**WORK INSTRUCTION:** Reproduce the entries below, please. Keep every character the same.

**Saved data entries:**

=== Section Start ===

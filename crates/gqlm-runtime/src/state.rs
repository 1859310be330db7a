//! Per-client mutable request state and its patch semantics.
//!
//! Options are a JSON-shaped map (headers, CORS mode, credentials) so
//! patches can address nested keys the way callers wrote them. A patch is
//! one of three things:
//!
//! - the empty patch: full reset of the client's options;
//! - a patch whose every leaf is falsy/empty: a targeted deletion of
//!   exactly the named keys/sub-keys;
//! - anything else: a recursive merge, where a falsy leaf removes its key
//!   and unnamed existing keys are preserved.

use serde_json::{Map, Value};
use std::collections::BTreeMap;

/// Effective request options for one client.
///
/// # Examples
///
/// ```
/// use gqlm_runtime::RequestOptions;
/// use serde_json::json;
///
/// let mut options = RequestOptions::new();
/// options.patch(&json!({"headers": {"X-Trace": "1"}}));
/// assert_eq!(options.headers().get("X-Trace").map(String::as_str), Some("1"));
///
/// options.patch(&json!({}));
/// assert!(options.is_empty());
/// ```
#[derive(Debug, Clone, Default, PartialEq, Eq)]
pub struct RequestOptions(Map<String, Value>);

impl RequestOptions {
    /// Creates empty options.
    #[must_use]
    pub fn new() -> Self {
        Self::default()
    }

    /// Creates options with an initial header map.
    #[must_use]
    pub fn with_headers(headers: BTreeMap<String, String>) -> Self {
        let mut options = Self::new();
        if !headers.is_empty() {
            options.0.insert(
                "headers".to_string(),
                Value::Object(
                    headers
                        .into_iter()
                        .map(|(name, value)| (name, Value::String(value)))
                        .collect(),
                ),
            );
        }
        options
    }

    /// Returns `true` when no options are set.
    #[must_use]
    pub fn is_empty(&self) -> bool {
        self.0.is_empty()
    }

    /// Effective headers, flattened to strings.
    #[must_use]
    pub fn headers(&self) -> BTreeMap<String, String> {
        self.0
            .get("headers")
            .and_then(Value::as_object)
            .map(|headers| {
                headers
                    .iter()
                    .filter_map(|(name, value)| {
                        value.as_str().map(|v| (name.clone(), v.to_string()))
                    })
                    .collect()
            })
            .unwrap_or_default()
    }

    /// CORS request mode, when set.
    #[must_use]
    pub fn mode(&self) -> Option<&str> {
        self.0.get("mode").and_then(Value::as_str)
    }

    /// CORS credentials mode, when set.
    #[must_use]
    pub fn credentials(&self) -> Option<&str> {
        self.0.get("credentials").and_then(Value::as_str)
    }

    /// Raw options value.
    #[must_use]
    pub fn as_value(&self) -> Value {
        Value::Object(self.0.clone())
    }

    /// Applies a patch with reset / targeted-deletion / merge semantics.
    ///
    /// # Panics
    ///
    /// Never panics; a non-object patch value is treated as the empty
    /// patch.
    pub fn patch(&mut self, patch: &Value) {
        let Some(patch) = patch.as_object() else {
            self.0.clear();
            return;
        };
        if patch.is_empty() {
            // Full reset.
            self.0.clear();
            return;
        }
        if all_leaves_falsy(patch) {
            delete_named(&mut self.0, patch);
        } else {
            merge(&mut self.0, patch);
        }
    }
}

/// Falsy leaves: null, false, 0, empty string. Objects are not leaves
/// unless empty (an empty object names a key with nothing to keep).
fn is_falsy(value: &Value) -> bool {
    match value {
        Value::Null => true,
        Value::Bool(b) => !b,
        Value::Number(n) => n.as_f64() == Some(0.0),
        Value::String(s) => s.is_empty(),
        Value::Array(a) => a.is_empty(),
        Value::Object(_) => false,
    }
}

fn all_leaves_falsy(patch: &Map<String, Value>) -> bool {
    patch.values().all(|value| match value {
        Value::Object(nested) => nested.is_empty() || all_leaves_falsy(nested),
        leaf => is_falsy(leaf),
    })
}

/// Removes exactly the keys/sub-keys the patch names.
fn delete_named(options: &mut Map<String, Value>, patch: &Map<String, Value>) {
    for (key, value) in patch {
        match value {
            Value::Object(nested) if !nested.is_empty() => {
                if let Some(Value::Object(current)) = options.get_mut(key) {
                    delete_named(current, nested);
                }
            }
            _ => {
                options.remove(key);
            }
        }
    }
}

/// Recursive merge: objects recurse, truthy leaves overwrite, falsy
/// leaves delete their key. Existing keys the patch does not name are
/// preserved.
fn merge(options: &mut Map<String, Value>, patch: &Map<String, Value>) {
    for (key, value) in patch {
        match value {
            Value::Object(nested) => {
                let entry = options
                    .entry(key.clone())
                    .or_insert_with(|| Value::Object(Map::new()));
                if !entry.is_object() {
                    *entry = Value::Object(Map::new());
                }
                if let Value::Object(current) = entry {
                    merge(current, nested);
                }
            }
            leaf if is_falsy(leaf) => {
                options.remove(key);
            }
            leaf => {
                options.insert(key.clone(), leaf.clone());
            }
        }
    }
}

=== Section End ===

**SOLUTION TO THE PROBLEM:**
filename crates/gqlm-runtime/src/state.rs
repository 1859310be330db7a
//! Per-client mutable request state and its patch semantics.
//!
//! Options are a JSON-shaped map (headers, CORS mode, credentials) so
//! patches can address nested keys the way callers wrote them. A patch is
//! one of three things:
//!
//! - the empty patch: full reset of the client's options;
//! - a patch whose every leaf is falsy/empty: a targeted deletion of
//!   exactly the named keys/sub-keys;
//! - anything else: a recursive merge, where a falsy leaf removes its key
//!   and unnamed existing keys are preserved.

use serde_json::{Map, Value};
use std::collections::BTreeMap;

/// Effective request options for one client.
///
/// # Examples
///
/// ```
/// use gqlm_runtime::RequestOptions;
/// use serde_json::json;
///
/// let mut options = RequestOptions::new();
/// options.patch(&json!({"headers": {"X-Trace": "1"}}));
/// assert_eq!(options.headers().get("X-Trace").map(String::as_str), Some("1"));
///
/// options.patch(&json!({}));
/// assert!(options.is_empty());
/// ```
#[derive(Debug, Clone, Default, PartialEq, Eq)]
pub struct RequestOptions(Map<String, Value>);

impl RequestOptions {
    /// Creates empty options.
    #[must_use]
    pub fn new() -> Self {
        Self::default()
    }

    /// Creates options with an initial header map.
    #[must_use]
    pub fn with_headers(headers: BTreeMap<String, String>) -> Self {
        let mut options = Self::new();
        if !headers.is_empty() {
            options.0.insert(
                "headers".to_string(),
                Value::Object(
                    headers
                        .into_iter()
                        .map(|(name, value)| (name, Value::String(value)))
                        .collect(),
                ),
            );
        }
        options
    }

    /// Returns `true` when no options are set.
    #[must_use]
    pub fn is_empty(&self) -> bool {
        self.0.is_empty()
    }

    /// Effective headers, flattened to strings.
    #[must_use]
    pub fn headers(&self) -> BTreeMap<String, String> {
        self.0
            .get("headers")
            .and_then(Value::as_object)
            .map(|headers| {
                headers
                    .iter()
                    .filter_map(|(name, value)| {
                        value.as_str().map(|v| (name.clone(), v.to_string()))
                    })
                    .collect()
            })
            .unwrap_or_default()
    }

    /// CORS request mode, when set.
    #[must_use]
    pub fn mode(&self) -> Option<&str> {
        self.0.get("mode").and_then(Value::as_str)
    }

    /// CORS credentials mode, when set.
    #[must_use]
    pub fn credentials(&self) -> Option<&str> {
        self.0.get("credentials").and_then(Value::as_str)
    }

    /// Raw options value.
    #[must_use]
    pub fn as_value(&self) -> Value {
        Value::Object(self.0.clone())
    }

    /// Applies a patch with reset / targeted-deletion / merge semantics.
    ///
    /// # Panics
    ///
    /// Never panics; a non-object patch value is treated as the empty
    /// patch.
    pub fn patch(&mut self, patch: &Value) {
        let Some(patch) = patch.as_object() else {
            self.0.clear();
            return;
        };
        if patch.is_empty() {
            // Full reset.
            self.0.clear();
            return;
        }
        if all_leaves_falsy(patch) {
            delete_named(&mut self.0, patch);
        } else {
            merge(&mut self.0, patch);
        }
    }
}

/// Falsy leaves: null, false, 0, empty string. Objects are not leaves
/// unless empty (an empty object names a key with nothing to keep).
fn is_falsy(value: &Value) -> bool {
    match value {
        Value::Null => true,
        Value::Bool(b) => !b,
        Value::Number(n) => n.as_f64() == Some(0.0),
        Value::String(s) => s.is_empty(),
        Value::Array(a) => a.is_empty(),
        Value::Object(_) => false,
    }
}

fn all_leaves_falsy(patch: &Map<String, Value>) -> bool {
    patch.values().all(|value| match value {
        Value::Object(nested) => nested.is_empty() || all_leaves_falsy(nested),
        leaf => is_falsy(leaf),
    })
}

/// Removes exactly the keys/sub-keys the patch names.
fn delete_named(options: &mut Map<String, Value>, patch: &Map<String, Value>) {
    for (key, value) in patch {
        match value {
            Value::Object(nested) if !nested.is_empty() => {
                if let Some(Value::Object(current)) = options.get_mut(key) {
                    delete_named(current, nested);
                }
            }
            _ => {
                options.remove(key);
            }
        }
    }
}

/// Recursive merge: objects recurse, truthy leaves overwrite, falsy
/// leaves delete their key. Existing keys the patch does not name are
/// preserved.
fn merge(options: &mut Map<String, Value>, patch: &Map<String, Value>) {
    for (key, value) in patch {
        match value {
            Value::Object(nested) => {
                let entry = options
                    .entry(key.clone())
                    .or_insert_with(|| Value::Object(Map::new()));
                if !entry.is_object() {
                    *entry = Value::Object(Map::new());
                }
                if let Value::Object(current) = entry {
                    merge(current, nested);
                }
            }
            leaf if is_falsy(leaf) => {
                options.remove(key);
            }
            leaf => {
                options.insert(key.clone(), leaf.clone());
            }
        }
    }
}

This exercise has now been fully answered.